Ephemeral ponds – Nature’s disappearing act
By Robert Campion
Vilas County land & Water Conservation
If you’ve been out hiking on your favorite nature trail this spring, you might’ve thought to yourself: “Hey, that pond is new! When did they put that there?” In fact, that pond has always been there – you just didn’t notice because it didn’t have water in it. What you have just stumbled across is called an “ephemeral pond.” But as mysterious as that sounds, these ponds are actually naturally occurring.
Also called vernal pools, ephemeral ponds are seasonal bodies of water that appear in the spring as the snow melts and high rainfall of the spring starts. These conditions can fill even the smallest of basins in the ground with water, turning them into hotbed of aquatic ecology. They make good habitat for animals and plants, wake up dormant species out of the soils, and act as a sign that spring has sprung and summer is coming.
Ephemeral ponds are important to their local ecosystems and greatly benefit the environment.

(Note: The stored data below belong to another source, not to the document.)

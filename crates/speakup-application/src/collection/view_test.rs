use super::*;
use async_trait::async_trait;
use speakup_core::content::{LikeReceipt, Likeable};
use speakup_core::ErrorKind;
use std::collections::VecDeque;
use std::sync::Mutex as StdMutex;
use tokio::sync::{Notify, oneshot};

#[derive(Debug, Clone, PartialEq)]
struct Card {
    id: String,
    category: String,
    likes: u64,
    has_liked: bool,
}

impl Identifiable for Card {
    fn id(&self) -> &str {
        &self.id
    }
}

impl Likeable for Card {
    fn likes(&self) -> u64 {
        self.likes
    }

    fn has_liked(&self) -> bool {
        self.has_liked
    }

    fn set_like_state(&mut self, likes: u64, has_liked: bool) {
        self.likes = likes;
        self.has_liked = has_liked;
    }
}

fn card(id: &str, category: &str, likes: u64) -> Card {
    Card {
        id: id.into(),
        category: category.into(),
        likes,
        has_liked: false,
    }
}

type Reply = oneshot::Sender<Result<Vec<Card>>>;

/// A source whose responses the test hands out one by one, in any order.
#[derive(Default)]
struct ControlledSource {
    pending: StdMutex<VecDeque<(Filter, Reply)>>,
    issued: Notify,
}

impl ControlledSource {
    async fn next_request(&self) -> (Filter, Reply) {
        loop {
            if let Some(request) = self.pending.lock().unwrap().pop_front() {
                return request;
            }
            self.issued.notified().await;
        }
    }
}

#[async_trait]
impl CollectionSource<Card> for ControlledSource {
    async fn fetch(&self, filter: &Filter) -> Result<Vec<Card>> {
        let (tx, rx) = oneshot::channel();
        self.pending.lock().unwrap().push_back((filter.clone(), tx));
        self.issued.notify_one();
        rx.await
            .unwrap_or_else(|_| Err(SpeakupError::network("request dropped")))
    }
}

/// A source that answers immediately from a fixed list.
struct FixedSource(Vec<Card>);

#[async_trait]
impl CollectionSource<Card> for FixedSource {
    async fn fetch(&self, filter: &Filter) -> Result<Vec<Card>> {
        Ok(self
            .0
            .iter()
            .filter(|c| filter.category.as_deref().is_none_or(|cat| c.category == cat))
            .cloned()
            .collect())
    }
}

async fn loaded_view(cards: Vec<Card>) -> CollectionView<Card> {
    let view = CollectionView::new(Arc::new(FixedSource(cards)));
    view.load().await.unwrap();
    view
}

fn receipt(likes: u64, has_liked: bool) -> LikeReceipt {
    LikeReceipt {
        likes,
        has_liked: Some(has_liked),
        action: None,
    }
}

#[tokio::test]
async fn test_late_response_for_old_category_is_discarded() {
    let source = Arc::new(ControlledSource::default());
    let view = CollectionView::new(source.clone());

    let (billing, safety, ()) = tokio::join!(
        view.set_category(Some("billing")),
        view.set_category(Some("safety")),
        async {
            let (first, reply_billing) = source.next_request().await;
            let (second, reply_safety) = source.next_request().await;
            assert_eq!(first.category.as_deref(), Some("billing"));
            assert_eq!(second.category.as_deref(), Some("safety"));
            reply_safety.send(Ok(vec![card("s1", "safety", 0)])).unwrap();
            tokio::task::yield_now().await;
            reply_billing.send(Ok(vec![card("b1", "billing", 0)])).unwrap();
        }
    );

    assert_eq!(billing.unwrap(), FetchOutcome::Superseded);
    assert_eq!(safety.unwrap(), FetchOutcome::Applied { count: 1 });
    let state = view.snapshot();
    assert_eq!(state.items, vec![card("s1", "safety", 0)]);
    assert_eq!(state.filter.category.as_deref(), Some("safety"));
    assert_eq!(state.status, ViewStatus::Ready);
}

#[tokio::test]
async fn test_failure_keeps_items_and_retry_recovers() {
    let source = Arc::new(ControlledSource::default());
    let view = CollectionView::new(source.clone());

    let (first, ()) = tokio::join!(view.load(), async {
        let (_, reply) = source.next_request().await;
        reply.send(Ok(vec![card("a", "general", 1)])).unwrap();
    });
    first.unwrap();

    let (second, ()) = tokio::join!(view.load(), async {
        let (_, reply) = source.next_request().await;
        reply.send(Err(SpeakupError::server(503, "busy"))).unwrap();
    });
    assert_eq!(second.unwrap_err().kind(), ErrorKind::Server);

    let state = view.snapshot();
    assert_eq!(state.items.len(), 1);
    let failure = state.failure().unwrap();
    assert_eq!(failure.kind, ErrorKind::Server);
    assert!(failure.retryable);

    let (third, ()) = tokio::join!(view.retry(), async {
        let (_, reply) = source.next_request().await;
        reply
            .send(Ok(vec![card("a", "general", 1), card("b", "general", 2)]))
            .unwrap();
    });
    assert_eq!(third.unwrap(), FetchOutcome::Applied { count: 2 });
    assert_eq!(view.snapshot().status, ViewStatus::Ready);
    assert_eq!(view.snapshot().total, 2);
}

#[tokio::test]
async fn test_search_draft_survives_failed_search() {
    let source = Arc::new(ControlledSource::default());
    let view = CollectionView::new(source.clone());
    view.set_search_draft("refund");

    let (result, ()) = tokio::join!(view.submit_search(), async {
        let (filter, reply) = source.next_request().await;
        assert_eq!(filter.search_term.as_deref(), Some("refund"));
        reply.send(Err(SpeakupError::network("offline"))).unwrap();
    });

    assert!(result.unwrap_err().is_network());
    let state = view.snapshot();
    assert_eq!(state.search_draft, "refund");
    assert_eq!(state.filter.search_term.as_deref(), Some("refund"));
}

#[tokio::test]
async fn test_drafting_does_not_fetch_and_blank_search_clears() {
    let view = loaded_view(vec![card("a", "general", 0)]).await;
    let generation = view.snapshot().generation;

    view.set_search_draft("ref");
    assert_eq!(view.snapshot().generation, generation);

    view.search("   ").await.unwrap();
    assert!(view.filter().search_term.is_none());
    assert_eq!(view.items().len(), 1);
}

#[tokio::test]
async fn test_all_category_fetches_everything() {
    let view = loaded_view(vec![card("a", "billing", 0), card("b", "safety", 0)]).await;

    view.set_category(Some("billing")).await.unwrap();
    assert_eq!(view.items().len(), 1);

    view.set_category(Some("all")).await.unwrap();
    assert_eq!(view.items().len(), 2);
    assert!(view.filter().category.is_none());
}

#[tokio::test]
async fn test_close_cancels_in_flight_fetch() {
    let source = Arc::new(ControlledSource::default());
    let view = CollectionView::new(source.clone());

    let (outcome, _reply) = tokio::join!(view.load(), async {
        let (_, reply) = source.next_request().await;
        view.close();
        reply
    });

    assert_eq!(outcome.unwrap(), FetchOutcome::Cancelled);
    assert!(view.items().is_empty());
    assert_eq!(view.load().await.unwrap(), FetchOutcome::Cancelled);
}

#[tokio::test]
async fn test_cancelled_fetch_restores_previous_status() {
    let source = Arc::new(ControlledSource::default());
    let view = CollectionView::new(source.clone());
    let cancel = CancellationToken::new();

    let (outcome, _reply) = tokio::join!(view.fetch_with(Filter::all(), cancel.clone()), async {
        let (_, reply) = source.next_request().await;
        cancel.cancel();
        reply
    });

    assert_eq!(outcome.unwrap(), FetchOutcome::Cancelled);
    assert_eq!(view.snapshot().status, ViewStatus::Idle);
    assert!(!view.is_closed());
}

#[tokio::test]
async fn test_cancelled_category_change_keeps_shown_category() {
    let source = Arc::new(ControlledSource::default());
    let view = CollectionView::new(source.clone());
    let (loaded, ()) = tokio::join!(view.set_category(Some("billing")), async {
        let (_, reply) = source.next_request().await;
        reply.send(Ok(vec![card("b1", "billing", 0)])).unwrap();
    });
    loaded.unwrap();

    let cancel = CancellationToken::new();
    let safety = Filter::all().with_category(Some("safety"));
    let (outcome, _reply) = tokio::join!(view.fetch_with(safety, cancel.clone()), async {
        let (_, reply) = source.next_request().await;
        cancel.cancel();
        reply
    });

    assert_eq!(outcome.unwrap(), FetchOutcome::Cancelled);
    let state = view.snapshot();
    assert_eq!(state.status, ViewStatus::Ready);
    assert_eq!(state.filter.category.as_deref(), Some("billing"));
    assert_eq!(state.items, vec![card("b1", "billing", 0)]);
}

#[tokio::test]
async fn test_cancelling_newer_fetch_lets_older_one_settle() {
    let source = Arc::new(ControlledSource::default());
    let view = CollectionView::new(source.clone());

    let (billing, ()) = tokio::join!(view.set_category(Some("billing")), async {
        let (_, reply_billing) = source.next_request().await;

        let cancel = CancellationToken::new();
        let safety = Filter::all().with_category(Some("safety"));
        let (outcome, _reply) = tokio::join!(view.fetch_with(safety, cancel.clone()), async {
            let (_, reply) = source.next_request().await;
            cancel.cancel();
            reply
        });
        assert_eq!(outcome.unwrap(), FetchOutcome::Cancelled);
        let state = view.snapshot();
        assert!(state.is_loading());
        assert_eq!(state.filter.category.as_deref(), Some("billing"));

        reply_billing.send(Ok(vec![card("b1", "billing", 0)])).unwrap();
    });

    assert_eq!(billing.unwrap(), FetchOutcome::Applied { count: 1 });
    let state = view.snapshot();
    assert_eq!(state.status, ViewStatus::Ready);
    assert_eq!(state.filter.category.as_deref(), Some("billing"));
    assert_eq!(state.items, vec![card("b1", "billing", 0)]);
}

#[tokio::test]
async fn test_like_shows_pending_then_server_count() {
    let view = loaded_view(vec![card("s1", "billing", 4)]).await;

    let (committed, _) = view
        .apply_optimistic(
            "s1",
            Card::toggled,
            |pending| {
                let shown = view.items()[0].clone();
                async move {
                    assert_eq!(shown, pending);
                    assert_eq!((shown.likes, shown.has_liked), (5, true));
                    Ok(receipt(9, true))
                }
            },
            |pending, receipt| pending.reconciled(receipt),
        )
        .await
        .unwrap();

    assert_eq!(committed.likes, 9);
    assert_eq!(view.items()[0].likes, 9);
    assert_eq!(view.mutation_phase("s1"), MutationPhase::Committed);
}

#[tokio::test]
async fn test_failed_like_restores_exact_previous_value() {
    let view = loaded_view(vec![card("s1", "billing", 4)]).await;
    let before = view.items()[0].clone();

    let err = view
        .apply_optimistic(
            "s1",
            Card::toggled,
            |_| async { Err::<LikeReceipt, _>(SpeakupError::network("offline")) },
            |pending, receipt| pending.reconciled(receipt),
        )
        .await
        .unwrap_err();

    assert!(err.is_network());
    assert_eq!(view.items()[0], before);
    assert_eq!(view.mutation_phase("s1"), MutationPhase::RolledBack);
    let record = view.mutation("s1").unwrap();
    assert_eq!(record.previous, before);
    assert_eq!(record.pending.map(|p| p.likes), Some(5));
    assert_eq!(view.ledger.locked_targets(), 0);
}

#[tokio::test]
async fn test_edits_of_one_target_run_in_order() {
    let view = loaded_view(vec![card("s1", "billing", 4)]).await;
    let first_started = Notify::new();
    let (release_first, first_reply) = oneshot::channel::<Result<LikeReceipt>>();
    let sends = StdMutex::new(Vec::new());

    let (first, second, ()) = tokio::join!(
        view.apply_optimistic(
            "s1",
            Card::toggled,
            |pending| {
                sends.lock().unwrap().push(("first", pending.likes));
                first_started.notify_one();
                async move { first_reply.await.unwrap() }
            },
            |pending, receipt| pending.reconciled(receipt),
        ),
        view.apply_optimistic(
            "s1",
            Card::toggled,
            |pending| {
                sends.lock().unwrap().push(("second", pending.likes));
                async { Ok(receipt(5, true)) }
            },
            |pending, receipt| pending.reconciled(receipt),
        ),
        async {
            first_started.notified().await;
            tokio::task::yield_now().await;
            assert_eq!(sends.lock().unwrap().len(), 1);
            release_first
                .send(Err(SpeakupError::server(500, "write failed")))
                .unwrap();
        }
    );

    assert!(first.is_err());
    assert_eq!(second.unwrap().0.likes, 5);
    // The second edit started from the rolled-back value, and the first
    // edit's rollback did not overwrite its result.
    assert_eq!(*sends.lock().unwrap(), vec![("first", 5), ("second", 5)]);
    let item = view.items()[0].clone();
    assert_eq!((item.likes, item.has_liked), (5, true));
    assert_eq!(view.mutation_phase("s1"), MutationPhase::Committed);
    assert_eq!(view.ledger.locked_targets(), 0);
}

Since these pools are temporary, frogs and salamanders can lay their eggs in them without fear of fish already being in the water – this makes them crucial for protecting amphibian populations. Other ephemeral pond residents that make use of this seasonal housing include turtles, tiny invertebrates and even snakes. On top of that, certain plants can only thrive in an environment with these seasonal pools, which adds to the amazing biodiversity found around these ponds.

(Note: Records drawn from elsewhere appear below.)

use speakup_core::content::{
    CategoryInfo, CollectionSource, ContentRepository, Entity, LikeReceipt, LikeRepository,
    Likeable,
};
use speakup_core::{Result, SpeakupError};
use std::sync::Arc;

use crate::collection::{CollectionView, FetchOutcome};
use crate::session::SessionManager;

/// List page for one content resource (scenarios, stories or tips).
///
/// Reads are open to everyone. Creating and liking need a signed-in
/// session and fail with `Unauthorized` before any request otherwise.
pub struct ContentBoard<T: Entity> {
    view: CollectionView<T>,
    repository: Arc<dyn ContentRepository<T>>,
    likes: Option<Arc<dyn LikeRepository>>,
    session: Arc<SessionManager>,
}

impl<T: Entity> ContentBoard<T> {
    pub fn new<R>(repository: Arc<R>, session: Arc<SessionManager>) -> Self
    where
        R: ContentRepository<T> + 'static,
    {
        let source: Arc<dyn CollectionSource<T>> = repository.clone();
        Self {
            view: CollectionView::new(source),
            repository,
            likes: None,
            session,
        }
    }

    /// Enables [`toggle_like`](Self::toggle_like) for this resource.
    pub fn with_likes(mut self, likes: Arc<dyn LikeRepository>) -> Self {
        self.likes = Some(likes);
        self
    }

    pub fn view(&self) -> &CollectionView<T> {
        &self.view
    }

    pub async fn load(&self) -> Result<FetchOutcome> {
        self.view.load().await
    }

    pub async fn set_category(&self, category: Option<&str>) -> Result<FetchOutcome> {
        self.view.set_category(category).await
    }

    pub async fn search(&self, term: &str) -> Result<FetchOutcome> {
        self.view.search(term).await
    }

    pub async fn retry(&self) -> Result<FetchOutcome> {
        self.view.retry().await
    }

    pub async fn categories(&self) -> Result<Vec<CategoryInfo>> {
        self.repository.categories().await
    }

    pub async fn detail(&self, id: &str) -> Result<T> {
        self.repository.find_by_id(id).await
    }

    /// Submits `draft` and prepends the result.
    ///
    /// # Errors
    ///
    /// `Unauthorized` when signed out; otherwise the backend error with
    /// the list left as it was.
    pub async fn create(&self, draft: &T::Draft) -> Result<T> {
        self.session.require_authenticated()?;
        self.view.create(|| self.repository.create(draft)).await
    }

    pub fn close(&self) {
        self.view.close();
    }
}

impl<T: Entity + Likeable> ContentBoard<T> {
    /// Likes or unlikes `id`, showing the new count at once and settling
    /// on the server's count.
    pub async fn toggle_like(&self, id: &str) -> Result<(T, LikeReceipt)> {
        self.session.require_authenticated()?;
        let likes = self
            .likes
            .as_ref()
            .ok_or_else(|| SpeakupError::internal(format!("{} cannot be liked", T::ENTITY_TYPE)))?;
        self.view
            .apply_optimistic(
                id,
                <T as Likeable>::toggled,
                |_| likes.like(id),
                |pending, receipt| pending.reconciled(receipt),
            )
            .await
    }
}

These pools help absorb the additional rain we get during the spring, and put it to good use as habitat for these critters. That means less runoff carrying chemicals around, or flooding out and eroding areas nearby. Plus, these pools help purify ground water, and keep other bodies of water clean and safe (including the water you drink). Once the heat of the summer comes around, these pools dry up and turn into great soil for plants to grow. Even though the pools are only here for a short amount of time, they have year-round effects on the environment around them.
So now that you know a little more about ephemeral pools, here are some great tips on how to help keep them healthy. The most important thing you can do to a vernal pool is: nothing! Just leaving them as they are is one of the best things you can do for them. These pools can be very sensitive to disruptions, so whether you’re walking, hiking, biking, off-roading, or even being chased by an angry loon, resist the urge splash through any ephemeral ponds you see. Help protect these pools and their inhabitants by letting them thrive just as they are. In addition to leaving the ponds alone, leaving the habitat around them as natural as possible is important to protecting them as well. The land around these ponds provides them with food and helps funnel the water into the basin to allow the pools to form. Leaving these ponds alone allows them to come back every year, and let you enjoy the beauty of a spring pond on your property. As Aldo Leopold wrote in his “A Sand County Almanac,” “When we see land as a community to which we belong, we may begin to use it with love and respect.” These ponds are teeming with life and provide important benefits to us, we can’t afford to lose them.